[Dataset entries]:
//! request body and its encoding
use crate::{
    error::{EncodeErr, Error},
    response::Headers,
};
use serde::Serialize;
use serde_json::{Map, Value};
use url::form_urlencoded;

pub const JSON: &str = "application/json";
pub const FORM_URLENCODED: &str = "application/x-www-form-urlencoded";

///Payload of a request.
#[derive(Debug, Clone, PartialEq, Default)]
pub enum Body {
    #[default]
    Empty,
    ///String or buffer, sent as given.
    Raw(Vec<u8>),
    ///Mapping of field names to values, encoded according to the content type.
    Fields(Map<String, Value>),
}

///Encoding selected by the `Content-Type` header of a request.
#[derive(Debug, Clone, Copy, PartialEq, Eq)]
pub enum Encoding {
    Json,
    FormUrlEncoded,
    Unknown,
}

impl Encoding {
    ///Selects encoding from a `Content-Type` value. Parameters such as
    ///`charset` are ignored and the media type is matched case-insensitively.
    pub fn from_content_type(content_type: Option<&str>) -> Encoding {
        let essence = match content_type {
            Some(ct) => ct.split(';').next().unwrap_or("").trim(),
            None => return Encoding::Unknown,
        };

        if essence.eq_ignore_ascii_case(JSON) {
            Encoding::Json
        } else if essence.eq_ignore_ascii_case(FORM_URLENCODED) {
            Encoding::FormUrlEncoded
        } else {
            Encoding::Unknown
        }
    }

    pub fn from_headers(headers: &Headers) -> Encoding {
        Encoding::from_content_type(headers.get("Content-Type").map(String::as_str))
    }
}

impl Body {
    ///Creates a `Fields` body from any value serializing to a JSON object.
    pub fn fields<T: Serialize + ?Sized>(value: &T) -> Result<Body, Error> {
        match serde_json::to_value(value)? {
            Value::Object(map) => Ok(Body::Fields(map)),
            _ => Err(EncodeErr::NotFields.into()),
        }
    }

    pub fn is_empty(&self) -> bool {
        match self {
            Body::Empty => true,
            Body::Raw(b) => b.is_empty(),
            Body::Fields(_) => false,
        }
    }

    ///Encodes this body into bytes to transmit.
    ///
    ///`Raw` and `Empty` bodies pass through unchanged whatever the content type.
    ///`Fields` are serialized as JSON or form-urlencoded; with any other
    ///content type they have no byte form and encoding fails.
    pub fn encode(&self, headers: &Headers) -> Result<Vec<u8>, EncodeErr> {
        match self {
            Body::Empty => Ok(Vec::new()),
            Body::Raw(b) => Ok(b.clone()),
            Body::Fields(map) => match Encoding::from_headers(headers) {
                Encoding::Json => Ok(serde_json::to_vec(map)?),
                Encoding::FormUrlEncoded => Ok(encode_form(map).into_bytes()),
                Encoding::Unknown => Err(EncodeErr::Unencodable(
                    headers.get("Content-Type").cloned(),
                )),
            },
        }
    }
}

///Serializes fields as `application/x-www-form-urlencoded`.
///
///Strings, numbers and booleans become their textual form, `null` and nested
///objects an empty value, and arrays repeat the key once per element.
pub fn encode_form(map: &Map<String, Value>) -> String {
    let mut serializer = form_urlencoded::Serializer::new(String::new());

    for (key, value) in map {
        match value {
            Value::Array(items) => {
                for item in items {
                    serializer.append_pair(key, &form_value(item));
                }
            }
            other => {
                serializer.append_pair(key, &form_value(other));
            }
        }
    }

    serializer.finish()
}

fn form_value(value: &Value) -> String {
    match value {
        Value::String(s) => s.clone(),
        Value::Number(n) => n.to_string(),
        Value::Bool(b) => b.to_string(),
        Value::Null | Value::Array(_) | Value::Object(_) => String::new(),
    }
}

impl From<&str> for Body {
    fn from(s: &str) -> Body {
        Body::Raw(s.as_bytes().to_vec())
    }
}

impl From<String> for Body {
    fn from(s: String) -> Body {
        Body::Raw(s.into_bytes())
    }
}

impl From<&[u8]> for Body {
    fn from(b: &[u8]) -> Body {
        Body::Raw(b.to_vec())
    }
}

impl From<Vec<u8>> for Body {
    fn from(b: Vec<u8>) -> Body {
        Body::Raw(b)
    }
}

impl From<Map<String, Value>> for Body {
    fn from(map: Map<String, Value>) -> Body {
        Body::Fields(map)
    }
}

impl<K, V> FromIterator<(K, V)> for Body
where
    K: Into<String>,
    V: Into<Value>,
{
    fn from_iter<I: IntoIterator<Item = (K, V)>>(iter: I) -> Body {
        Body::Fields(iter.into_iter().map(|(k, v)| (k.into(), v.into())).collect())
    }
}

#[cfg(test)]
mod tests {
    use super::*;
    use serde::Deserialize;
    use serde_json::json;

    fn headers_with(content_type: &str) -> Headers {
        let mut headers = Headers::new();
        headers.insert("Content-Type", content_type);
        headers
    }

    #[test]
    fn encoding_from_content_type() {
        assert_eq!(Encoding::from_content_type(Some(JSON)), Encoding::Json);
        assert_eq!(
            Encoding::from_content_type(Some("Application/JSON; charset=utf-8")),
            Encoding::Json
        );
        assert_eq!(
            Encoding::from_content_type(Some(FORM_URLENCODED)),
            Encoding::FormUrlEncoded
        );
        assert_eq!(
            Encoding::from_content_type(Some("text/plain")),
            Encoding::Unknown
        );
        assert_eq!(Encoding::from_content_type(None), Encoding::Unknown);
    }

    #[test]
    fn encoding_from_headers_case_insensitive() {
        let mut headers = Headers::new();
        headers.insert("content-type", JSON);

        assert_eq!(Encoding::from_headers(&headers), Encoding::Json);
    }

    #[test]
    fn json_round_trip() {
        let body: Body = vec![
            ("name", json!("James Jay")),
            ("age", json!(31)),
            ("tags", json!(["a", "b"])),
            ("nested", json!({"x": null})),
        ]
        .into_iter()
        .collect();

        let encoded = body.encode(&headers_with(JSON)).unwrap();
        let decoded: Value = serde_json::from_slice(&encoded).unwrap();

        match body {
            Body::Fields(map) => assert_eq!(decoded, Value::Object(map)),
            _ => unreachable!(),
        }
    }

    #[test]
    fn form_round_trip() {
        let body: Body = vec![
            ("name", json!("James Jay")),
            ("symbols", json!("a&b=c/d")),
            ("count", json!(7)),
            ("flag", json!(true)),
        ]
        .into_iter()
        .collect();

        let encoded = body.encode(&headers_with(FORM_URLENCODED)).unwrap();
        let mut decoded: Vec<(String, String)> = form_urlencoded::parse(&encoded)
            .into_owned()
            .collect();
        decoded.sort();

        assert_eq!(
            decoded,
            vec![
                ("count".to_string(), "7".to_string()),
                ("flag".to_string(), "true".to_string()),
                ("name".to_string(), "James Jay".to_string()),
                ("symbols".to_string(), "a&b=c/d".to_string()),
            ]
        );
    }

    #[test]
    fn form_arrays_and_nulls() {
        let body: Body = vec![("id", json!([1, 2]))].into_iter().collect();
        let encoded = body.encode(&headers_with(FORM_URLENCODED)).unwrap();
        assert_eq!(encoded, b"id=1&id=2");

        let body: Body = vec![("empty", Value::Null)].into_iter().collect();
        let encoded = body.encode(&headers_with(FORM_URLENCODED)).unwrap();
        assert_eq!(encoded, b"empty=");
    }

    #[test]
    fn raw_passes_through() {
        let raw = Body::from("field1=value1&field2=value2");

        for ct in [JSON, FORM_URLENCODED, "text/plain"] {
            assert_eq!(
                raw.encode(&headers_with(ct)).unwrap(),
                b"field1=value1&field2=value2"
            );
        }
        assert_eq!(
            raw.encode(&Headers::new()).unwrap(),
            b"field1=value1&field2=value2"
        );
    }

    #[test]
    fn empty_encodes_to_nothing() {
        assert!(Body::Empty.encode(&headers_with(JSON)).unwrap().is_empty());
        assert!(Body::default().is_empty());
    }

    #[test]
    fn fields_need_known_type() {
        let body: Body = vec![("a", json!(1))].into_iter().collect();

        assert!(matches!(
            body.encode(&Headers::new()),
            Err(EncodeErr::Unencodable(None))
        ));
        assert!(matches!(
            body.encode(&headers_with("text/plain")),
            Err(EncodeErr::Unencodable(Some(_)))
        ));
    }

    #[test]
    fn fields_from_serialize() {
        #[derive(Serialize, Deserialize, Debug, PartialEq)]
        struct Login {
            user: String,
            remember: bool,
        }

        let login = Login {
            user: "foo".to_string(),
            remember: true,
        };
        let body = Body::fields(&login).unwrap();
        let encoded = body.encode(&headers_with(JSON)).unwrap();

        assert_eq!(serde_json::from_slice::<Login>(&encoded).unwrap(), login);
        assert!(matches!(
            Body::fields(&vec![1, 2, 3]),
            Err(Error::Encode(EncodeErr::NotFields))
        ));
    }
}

[Required action]: Nothing but the lines from the one with "let body = Body::fields(&login).unwrap();" through the final line of the records above should appear, each copied exactly.

[Answer below]:
        let body = Body::fields(&login).unwrap();
        let encoded = body.encode(&headers_with(JSON)).unwrap();

        assert_eq!(serde_json::from_slice::<Login>(&encoded).unwrap(), login);
        assert!(matches!(
            Body::fields(&vec![1, 2, 3]),
            Err(Error::Encode(EncodeErr::NotFields))
        ));
    }
}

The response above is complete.